This event was one of the first that highlighted for us the hold that capitalist temporalities have on Cañari children. Capitalist temporalities are peculiar and contradictory because they possess both creative and destructive logics (Sagan, 2019; Sewell, 2008). In fact, capitalism is structured, Sewell (2008) says, so that “certain aspects of its fundamental logic violate the irreversibility of time, and the very tumults that its constant expansion causes serve to reinforce and render apparently timeless its central mechanisms” (p. 533). Importantly, capitalist temporalities create inclusions and exclusions that are based on colonial logics. Sagan (2019) writes: “Capitalist time presents itself as the only authorized time for the contemporary economic order, and anything deviating from it shall be buried, situated as ‘backward’ while capitalist economies run ‘forward’ on a triumphant linear (short-termist and blind) temporality” (p. 149). At the same time that the linearity of capitalocentric times presents itself as inevitable, it results in devastating “destructions and alienations” of lifeworlds (Sagan, 2019: 144).
For Cañari children, milk production involves temporalities that are regular and predictable. Milk production functions almost as a temporal artefact that organizes and coordinates life at many levels. The temporal logic it introduced is characterized by a previously unknown time discipline: the logics of immediacy, functionality and efficiency now rule the lives of the families we worked with. Their time is organized to serve one main purpose: to regulate the flow of a punctual, secure and immediate profit by collecting milk and delivering it into the river of its accumulation. They meet such demand with the astonishing speed and mastery of their hands. Twice every day they milk their cows, their hands rapidly squeezing and releasing synchronized jets of warm milk into the bucket. Immediately after collecting the milk, they hurry to meet the lechero, whom they must not miss. Their lives are rigidly organized by this daily milk collection. Every day, endlessly, families in the small village engage in the dairy industry’s exigencies and cycles.

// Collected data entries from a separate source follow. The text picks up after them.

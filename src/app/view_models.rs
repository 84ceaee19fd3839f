use super::*;

impl TestApp {
    /// Cajas de opciones de la pregunta en pantalla, con el tic puesto.
    /// Lista explícita (texto, elegida): la UI solo pinta y devuelve clics.
    pub fn option_rows(&self) -> Vec<OptionRow> {
        let Some(session) = &self.session else {
            return vec![];
        };
        let Some(question) = session.current_question() else {
            return vec![];
        };
        let selection = session.selection();
        question
            .options
            .iter()
            .map(|opt| OptionRow {
                text: opt.clone(),
                selected: selection == Some(opt.as_str()),
            })
            .collect()
    }

    pub fn result_rows(&self) -> Vec<ResultRowView> {
        let Some(card) = &self.result else {
            return vec![];
        };
        card.rows
            .iter()
            .enumerate()
            .map(|(i, row)| ResultRowView {
                number: i + 1,
                prompt: row.prompt.clone(),
                selected: row.selected.clone(),
                correct: row.correct.clone(),
                is_correct: !row.selected.is_empty() && row.selected == row.correct,
            })
            .collect()
    }
}
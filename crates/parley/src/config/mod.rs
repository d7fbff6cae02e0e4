use std::path::{Component, Path, PathBuf};

use anyhow::{Result, bail};

use crate::utils::content::DEFAULT_PREVIEW_LINES;

pub const DEFAULT_CONVERSATION_EXTENSION: &str = "yaml";
pub const DEFAULT_STORE_FILE_NAME: &str = "conversations.sqlite";
pub const INGEST_REPORT_FILE_NAME: &str = "ingest-report.json";

#[derive(Debug, Clone, PartialEq, Eq)]
pub struct RuntimePaths {
    pub home_dir: PathBuf,
    pub cwd: PathBuf,
    pub out_dir: PathBuf,
}

impl RuntimePaths {
    #[must_use]
    pub fn default_store_path(&self) -> PathBuf {
        self.out_dir.join(DEFAULT_STORE_FILE_NAME)
    }

    #[must_use]
    pub fn ingest_report_path(&self) -> PathBuf {
        self.out_dir.join("ingest").join(INGEST_REPORT_FILE_NAME)
    }

    /// Resolves a user-supplied path the same way `--out-dir` is resolved.
    pub fn resolve(&self, path: &Path) -> Result<PathBuf> {
        resolve_user_path(path, &self.home_dir, &self.cwd)
    }
}

#[derive(Debug, Clone, PartialEq, Eq)]
pub struct IngestSettings {
    /// Matched exactly (case included), without the leading dot.
    pub extension: String,
    /// `None` commits the whole run in one transaction.
    pub batch_size: Option<usize>,
    pub preview_lines: usize,
}

impl Default for IngestSettings {
    fn default() -> Self {
        Self {
            extension: DEFAULT_CONVERSATION_EXTENSION.to_string(),
            batch_size: None,
            preview_lines: DEFAULT_PREVIEW_LINES,
        }
    }
}

impl IngestSettings {
    pub fn new(
        extension: Option<&str>,
        batch_size: Option<usize>,
        preview_lines: Option<usize>,
    ) -> Result<Self> {
        let defaults = Self::default();
        let extension = match extension {
            Some(raw) => {
                let trimmed = raw.trim().trim_start_matches('.');
                if trimmed.is_empty() {
                    bail!("extension must not be empty");
                }
                trimmed.to_string()
            }
            None => defaults.extension,
        };
        if batch_size == Some(0) {
            bail!("batch size must be at least 1");
        }

        Ok(Self {
            extension,
            batch_size,
            preview_lines: preview_lines.unwrap_or(defaults.preview_lines),
        })
    }
}

pub fn resolve_runtime_paths(
    home_dir: &Path,
    cwd: &Path,
    out_dir_override: Option<&Path>,
) -> Result<RuntimePaths> {
    if !home_dir.is_absolute() {
        bail!("home_dir must be absolute: {}", home_dir.display());
    }
    if !cwd.is_absolute() {
        bail!("cwd must be absolute: {}", cwd.display());
    }

    let home_dir = normalize_lexical(home_dir);
    let cwd = normalize_lexical(cwd);
    let out_dir = match out_dir_override {
        Some(path) => resolve_user_path(path, &home_dir, &cwd)?,
        None => home_dir.join(".parley").join("output"),
    };

    Ok(RuntimePaths {
        home_dir,
        cwd,
        out_dir: normalize_lexical(&out_dir),
    })
}

fn resolve_user_path(path: &Path, home_dir: &Path, cwd: &Path) -> Result<PathBuf> {
    let expanded = expand_tilde(path, home_dir)?;
    let resolved = if expanded.is_absolute() {
        expanded
    } else {
        cwd.join(expanded)
    };

    Ok(normalize_lexical(&resolved))
}

fn expand_tilde(path: &Path, home_dir: &Path) -> Result<PathBuf> {
    let mut components = path.components();
    match components.next() {
        Some(Component::Normal(first)) if first == "~" => {
            let mut expanded = home_dir.to_path_buf();
            for component in components {
                expanded.push(component.as_os_str());
            }
            Ok(expanded)
        }
        Some(Component::Normal(first))
            if first
                .to_str()
                .is_some_and(|segment| segment.starts_with('~')) =>
        {
            bail!(
                "unsupported home expansion syntax (only `~` and `~/...` are supported): {}",
                path.display()
            )
        }
        _ => Ok(path.to_path_buf()),
    }
}

fn normalize_lexical(path: &Path) -> PathBuf {
    let mut normalized = PathBuf::new();

    for component in path.components() {
        match component {
            Component::CurDir => {}
            Component::ParentDir => {
                if !normalized.pop() {
                    normalized.push(component.as_os_str());
                }
            }
            _ => normalized.push(component.as_os_str()),
        }
    }

    normalized
}
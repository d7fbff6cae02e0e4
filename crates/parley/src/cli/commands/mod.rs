pub mod ingest;
pub mod list;
pub mod show;
use parley::markup::{
    MAX_NESTING_DEPTH, ParseErrorKind, Position, parse_markup, parse_markup_bytes,
};
use parley::models::{GenericValue, Number};

#[test]
fn parses_nested_conversation_into_generic_tree() {
    let value = parse_markup(
        r#"
id: c1
messages:
  - role: user
    content:
      - type: text
        text: hello
"#,
        "a.yaml",
    )
    .expect("document should parse");

    assert_eq!(value.get("id"), Some(&GenericValue::String("c1".to_string())));
    let messages = value
        .get("messages")
        .and_then(GenericValue::as_sequence)
        .expect("messages should be a sequence");
    assert_eq!(messages.len(), 1);
    assert_eq!(
        messages[0].get("role").and_then(GenericValue::as_str),
        Some("user")
    );
}

#[test]
fn scalars_keep_their_types() {
    let value = parse_markup(
        "count: 3\nratio: 0.5\nflag: true\nnothing: ~\nbig: 18446744073709551615\n",
        "scalars.yaml",
    )
    .expect("scalars should parse");

    assert_eq!(value.get("count"), Some(&GenericValue::Number(Number::Int(3))));
    assert_eq!(
        value.get("ratio"),
        Some(&GenericValue::Number(Number::Float(0.5)))
    );
    assert_eq!(value.get("flag"), Some(&GenericValue::Bool(true)));
    assert_eq!(value.get("nothing"), Some(&GenericValue::Null));
    assert_eq!(
        value.get("big"),
        Some(&GenericValue::Number(Number::UInt(u64::MAX)))
    );
}

#[test]
fn timestamp_scalars_become_timestamps() {
    let value = parse_markup(
        "created: 2026-02-05T07:00:03Z\nday: 2026-02-05\nlabel: not-a-date\n",
        "times.yaml",
    )
    .expect("timestamps should parse");

    assert_eq!(
        value.get("created").map(GenericValue::kind_name),
        Some("timestamp")
    );
    assert_eq!(value.get("day").map(GenericValue::kind_name), Some("timestamp"));
    assert_eq!(value.get("label").map(GenericValue::kind_name), Some("string"));
}

#[test]
fn quoted_scalars_are_never_retyped() {
    let value = parse_markup(
        r#"
id: "2026-02-05 07:00:03"
single: '2026-02-05'
count: "3"
flag: 'true'
nothing: "~"
block: |
  2026-02-05
"#,
        "quoted.yaml",
    )
    .expect("quoted scalars should parse");

    assert_eq!(
        value.get("id"),
        Some(&GenericValue::String("2026-02-05 07:00:03".to_string()))
    );
    assert_eq!(
        value.get("single"),
        Some(&GenericValue::String("2026-02-05".to_string()))
    );
    assert_eq!(value.get("count"), Some(&GenericValue::String("3".to_string())));
    assert_eq!(value.get("flag"), Some(&GenericValue::String("true".to_string())));
    assert_eq!(value.get("nothing"), Some(&GenericValue::String("~".to_string())));
    assert_eq!(
        value.get("block"),
        Some(&GenericValue::String("2026-02-05\n".to_string()))
    );
}

fn nested_sequences(depth: usize) -> String {
    format!("{}{}", "[".repeat(depth), "]".repeat(depth))
}

#[test]
fn nesting_up_to_the_limit_is_accepted() {
    let value = parse_markup(&nested_sequences(MAX_NESTING_DEPTH), "deep.yaml")
        .expect("nesting at the limit should parse");

    let mut depth = 0;
    let mut node = &value;
    while let Some(items) = node.as_sequence() {
        depth += 1;
        match items.first() {
            Some(child) => node = child,
            None => break,
        }
    }
    assert_eq!(depth, MAX_NESTING_DEPTH);
}

#[test]
fn nesting_past_the_limit_is_a_syntax_error() {
    let error = parse_markup(&nested_sequences(MAX_NESTING_DEPTH + 1), "deeper.yaml")
        .expect_err("nesting past the limit must fail");

    assert_eq!(error.kind, ParseErrorKind::Syntax);
    assert!(error.position.is_some());
    assert!(error.message.contains("nesting deeper than"), "{}", error.message);
}

#[test]
fn aliases_cannot_nest_past_the_limit() {
    let half = MAX_NESTING_DEPTH / 2 + 1;
    let text = format!(
        "base: &deep {}
wrapped: {}*deep{}
",
        nested_sequences(half),
        "[".repeat(half),
        "]".repeat(half)
    );
    let error = parse_markup(&text, "alias-depth.yaml").expect_err("aliased depth counts");

    assert_eq!(error.kind, ParseErrorKind::Syntax);
    assert!(error.message.contains("nests deeper"), "{}", error.message);
}

#[test]
fn alias_expansion_is_bounded() {
    let mut text = "l0: &l0 [x, x, x, x, x, x, x, x, x, x]\n".to_string();
    for level in 1..=6 {
        let refs = vec![format!("*l{}", level - 1); 10].join(", ");
        text.push_str(&format!("l{level}: &l{level} [{refs}]\n"));
    }

    let error = parse_markup(&text, "laughs.yaml").expect_err("expansion must be capped");
    assert_eq!(error.kind, ParseErrorKind::Syntax);
    assert!(error.message.contains("aliases expand"), "{}", error.message);
}

#[test]
fn rejects_object_construction_tags() {
    let error = parse_markup(
        "id: c1\npayload: !python/object/apply:os.system [\"echo pwned\"]\n",
        "evil.yaml",
    )
    .expect_err("tagged values must be refused");

    assert_eq!(error.kind, ParseErrorKind::Syntax);
    assert_eq!(error.origin, "evil.yaml");
    assert!(
        error.message.contains("explicit tag"),
        "unexpected message: {}",
        error.message
    );
}

#[test]
fn rejects_custom_tags_on_scalars() {
    let error = parse_markup("value: !custom 42\n", "custom.yaml")
        .expect_err("custom tags must be refused");

    assert_eq!(error.kind, ParseErrorKind::Syntax);
    assert!(error.message.contains("$.value"), "unexpected message: {}", error.message);
}

#[test]
fn syntax_errors_carry_a_position() {
    let error = parse_markup("id: b\nmessages: [unclosed\n", "b.yaml")
        .expect_err("unterminated flow sequence must fail");

    assert_eq!(error.kind, ParseErrorKind::Syntax);
    let position = error.position.expect("the scanner reports a mark");
    assert!(position.line >= 1 && position.column >= 1, "unexpected position: {position:?}");
    assert!(error.to_string().starts_with("b.yaml: syntax error at line"));
}

#[test]
fn invalid_utf8_is_an_encoding_error_with_position() {
    let error = parse_markup_bytes(b"id: c1\nname: \xff\n", "bytes.yaml")
        .expect_err("invalid utf-8 must fail");

    assert_eq!(error.kind, ParseErrorKind::Encoding);
    assert_eq!(error.position, Some(Position { line: 2, column: 7 }));
}

#[test]
fn byte_order_mark_and_blank_documents_are_accepted() {
    let value = parse_markup_bytes("\u{feff}id: c1\n".as_bytes(), "bom.yaml")
        .expect("leading BOM should be ignored");
    assert_eq!(value.get("id").and_then(GenericValue::as_str), Some("c1"));

    let empty = parse_markup("  \n\n", "empty.yaml").expect("blank input should parse");
    assert_eq!(empty, GenericValue::Null);
}

#[test]
fn scalar_mapping_keys_are_stringified() {
    let value = parse_markup("1: one\ntrue: yes\n~: nothing\n", "keys.yaml")
        .expect("scalar keys should parse");

    let mapping = value.as_mapping().expect("root should be a mapping");
    let keys = mapping.keys().map(String::as_str).collect::<Vec<_>>();
    assert_eq!(keys, vec!["1", "null", "true"]);
}

#[test]
fn collection_mapping_keys_are_rejected() {
    let error = parse_markup("? [a, b]\n: value\n", "complex.yaml")
        .expect_err("sequence keys must fail");

    assert_eq!(error.kind, ParseErrorKind::Syntax);
    assert!(error.message.contains("must be a scalar"));
}

#[test]
fn merge_keys_are_applied() {
    let value = parse_markup(
        r#"
base: &base
  role: user
message:
  <<: *base
  text: hi
"#,
        "merge.yaml",
    )
    .expect("merge keys should parse");

    let message = value.get("message").expect("message should exist");
    assert_eq!(message.get("role").and_then(GenericValue::as_str), Some("user"));
    assert_eq!(message.get("text").and_then(GenericValue::as_str), Some("hi"));
    assert!(message.get("<<").is_none());
}

#[test]
fn explicit_keys_override_merged_keys() {
    let value = parse_markup(
        "base: &base {role: user, text: base}\nmessage:\n  text: own\n  <<: *base\n",
        "override.yaml",
    )
    .expect("merge keys should parse");

    let message = value.get("message").expect("message should exist");
    assert_eq!(message.get("text").and_then(GenericValue::as_str), Some("own"));
    assert_eq!(message.get("role").and_then(GenericValue::as_str), Some("user"));
}

#[test]
fn quoted_merge_key_is_an_ordinary_key() {
    let value = parse_markup("\"<<\": literal\n", "quoted-merge.yaml")
        .expect("quoted merge key should parse");

    assert_eq!(value.get("<<").and_then(GenericValue::as_str), Some("literal"));
}

#[test]
fn duplicate_keys_and_multiple_documents_fail() {
    let duplicate = parse_markup("a: 1\na: 2\n", "dup.yaml").expect_err("duplicate keys must fail");
    assert_eq!(duplicate.kind, ParseErrorKind::Syntax);

    let multi = parse_markup("a: 1\n---\nb: 2\n", "multi.yaml")
        .expect_err("multi-document streams must fail");
    assert_eq!(multi.kind, ParseErrorKind::Syntax);
}
pub mod app;
pub mod commands;
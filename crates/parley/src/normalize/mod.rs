//! Best-effort mapping from a parsed [`GenericValue`] tree onto the typed
//! [`Conversation`] model.
//!
//! Normalization is total: wrong or missing fields degrade to defaults and
//! leave an [`Anomaly`] behind. The raw tree stays the persisted source of
//! truth, so nothing here can lose data that gets stored.

use std::fmt::{Display, Formatter};

use serde::Serialize;

use crate::models::conversation::{TEXT_ITEM_TYPE, TOOL_RESULT_ITEM_TYPE};
use crate::models::{
    ContentItem, Conversation, GenericValue, Message, ResultPayload, ToolRun, UNKNOWN_ROLE,
};

#[derive(Debug, Clone, PartialEq, Eq, Serialize)]
pub struct Anomaly {
    pub path: String,
    pub message: String,
}

impl Display for Anomaly {
    fn fmt(&self, f: &mut Formatter<'_>) -> std::fmt::Result {
        write!(f, "{}: {}", self.path, self.message)
    }
}

#[derive(Debug, Clone, Default, PartialEq)]
pub struct NormalizedConversation {
    pub conversation: Conversation,
    pub anomalies: Vec<Anomaly>,
}

#[must_use]
pub fn normalize_conversation(root: &GenericValue) -> NormalizedConversation {
    let mut anomalies = Vec::new();

    if root.as_mapping().is_none() {
        push_anomaly(
            &mut anomalies,
            "$",
            format!("document root is a {}, expected a mapping", root.kind_name()),
        );
        return NormalizedConversation {
            conversation: Conversation::default(),
            anomalies,
        };
    }

    let id = normalize_id(root.get("id"), &mut anomalies);
    let messages = match root.get("messages") {
        None | Some(GenericValue::Null) => Vec::new(),
        Some(GenericValue::Sequence(items)) => items
            .iter()
            .enumerate()
            .map(|(index, item)| normalize_message(&format!("messages[{index}]"), item, &mut anomalies))
            .collect(),
        Some(other) => {
            push_anomaly(
                &mut anomalies,
                "messages",
                format!("expected a sequence, found {}; treated as empty", other.kind_name()),
            );
            Vec::new()
        }
    };

    NormalizedConversation {
        conversation: Conversation { id, messages },
        anomalies,
    }
}

fn normalize_id(value: Option<&GenericValue>, anomalies: &mut Vec<Anomaly>) -> Option<String> {
    let coerced = match value? {
        GenericValue::Null => return None,
        GenericValue::String(text) => {
            if text.trim().is_empty() {
                push_anomaly(anomalies, "id", "id is blank; treated as missing");
                return None;
            }
            return Some(text.clone());
        }
        GenericValue::Number(number) => number.to_string(),
        GenericValue::Bool(value) => value.to_string(),
        GenericValue::Timestamp(timestamp) => timestamp.to_string(),
        other => {
            push_anomaly(
                anomalies,
                "id",
                format!("id is a {}; treated as missing", other.kind_name()),
            );
            return None;
        }
    };

    push_anomaly(anomalies, "id", format!("non-string id coerced to `{coerced}`"));
    Some(coerced)
}

fn normalize_message(path: &str, value: &GenericValue, anomalies: &mut Vec<Anomaly>) -> Message {
    if value.as_mapping().is_none() {
        push_anomaly(
            anomalies,
            path,
            format!("message is a {}, expected a mapping", value.kind_name()),
        );
        return Message::default();
    }

    let role = match value.get("role") {
        Some(GenericValue::String(role)) => role.clone(),
        None | Some(GenericValue::Null) => {
            push_anomaly(anomalies, &format!("{path}.role"), "missing role");
            UNKNOWN_ROLE.to_string()
        }
        Some(other) => {
            push_anomaly(
                anomalies,
                &format!("{path}.role"),
                format!("role is a {}, expected a string", other.kind_name()),
            );
            UNKNOWN_ROLE.to_string()
        }
    };

    let content_path = format!("{path}.content");
    let content = match value.get("content") {
        None | Some(GenericValue::Null) => Vec::new(),
        Some(GenericValue::Sequence(items)) => items
            .iter()
            .enumerate()
            .map(|(index, item)| {
                classify_content_item(&format!("{content_path}[{index}]"), item, anomalies)
            })
            .collect(),
        Some(other) => {
            push_anomaly(
                anomalies,
                &content_path,
                format!("expected a sequence, found {}; treated as empty", other.kind_name()),
            );
            Vec::new()
        }
    };

    Message { role, content }
}

fn classify_content_item(
    path: &str,
    value: &GenericValue,
    anomalies: &mut Vec<Anomaly>,
) -> ContentItem {
    match value.get("type").and_then(GenericValue::as_str) {
        Some(TEXT_ITEM_TYPE) => match value.get("text").and_then(GenericValue::as_str) {
            Some(text) => ContentItem::Text {
                text: text.to_string(),
            },
            None => {
                push_anomaly(anomalies, path, "text item without a string `text`; kept raw");
                ContentItem::Other { raw: value.clone() }
            }
        },
        Some(TOOL_RESULT_ITEM_TYPE) => ContentItem::ToolResult {
            run: normalize_run(&format!("{path}.run"), value.get("run"), anomalies),
        },
        _ => ContentItem::Other { raw: value.clone() },
    }
}

fn normalize_run(
    path: &str,
    value: Option<&GenericValue>,
    anomalies: &mut Vec<Anomaly>,
) -> ToolRun {
    match value {
        Some(run @ GenericValue::Mapping(_)) => ToolRun {
            result: resolve_result(&format!("{path}.result"), run.get("result"), anomalies),
        },
        None | Some(GenericValue::Null) => {
            push_anomaly(anomalies, path, "tool_result without a run");
            ToolRun::default()
        }
        Some(other) => {
            push_anomaly(
                anomalies,
                path,
                format!("run is a {}, expected a mapping", other.kind_name()),
            );
            ToolRun::default()
        }
    }
}

fn resolve_result(
    path: &str,
    value: Option<&GenericValue>,
    anomalies: &mut Vec<Anomaly>,
) -> ResultPayload {
    match value {
        Some(result @ GenericValue::Mapping(_)) => {
            let content = match result.get("content") {
                Some(GenericValue::String(text)) => Some(text.clone()),
                None | Some(GenericValue::Null) => None,
                Some(other) => {
                    push_anomaly(
                        anomalies,
                        &format!("{path}.content"),
                        format!("content is a {}, expected a string", other.kind_name()),
                    );
                    None
                }
            };
            ResultPayload::Structured { content }
        }
        Some(GenericValue::Sequence(items)) => ResultPayload::Listlike { raw: items.clone() },
        None | Some(GenericValue::Null) => ResultPayload::default(),
        Some(other) => {
            push_anomaly(
                anomalies,
                path,
                format!("result is a {}, expected a mapping or sequence", other.kind_name()),
            );
            ResultPayload::default()
        }
    }
}

fn push_anomaly(anomalies: &mut Vec<Anomaly>, path: &str, message: impl Into<String>) {
    anomalies.push(Anomaly {
        path: path.to_string(),
        message: message.into(),
    });
}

Antonio described how, over the years, to effectively milk the cows, the people in the village had to renounce their traditional handwoven ponchos and pants “because they get in the way between the cow, the milk, the hands and the body.” To gain speed, they have had to embrace easy to zip up nylon jackets and Gore-Tex pants. In great detail, Antonio explained that although these new jackets are not breathable, they have water repellent capabilities that allow them to get the job done faster and more effectively. Gore-Tex and nylon—two versatile symbols of functionality and wearable technology that emerged during the synthetics industry boom—are not the only technologies Cañari have adapted to keep up with capitalist temporalities. The women tell us they miss the times when they walked or rode horseback up and down the mountains. Now we see women and children driving in sport ATVs (all terrain vehicles) to move their cows toward fresher grass or to collect the milk. As Sagan (2019: 144) says, these are capitalist advances that one “cannot not want” because they represent “forward movement or growth.”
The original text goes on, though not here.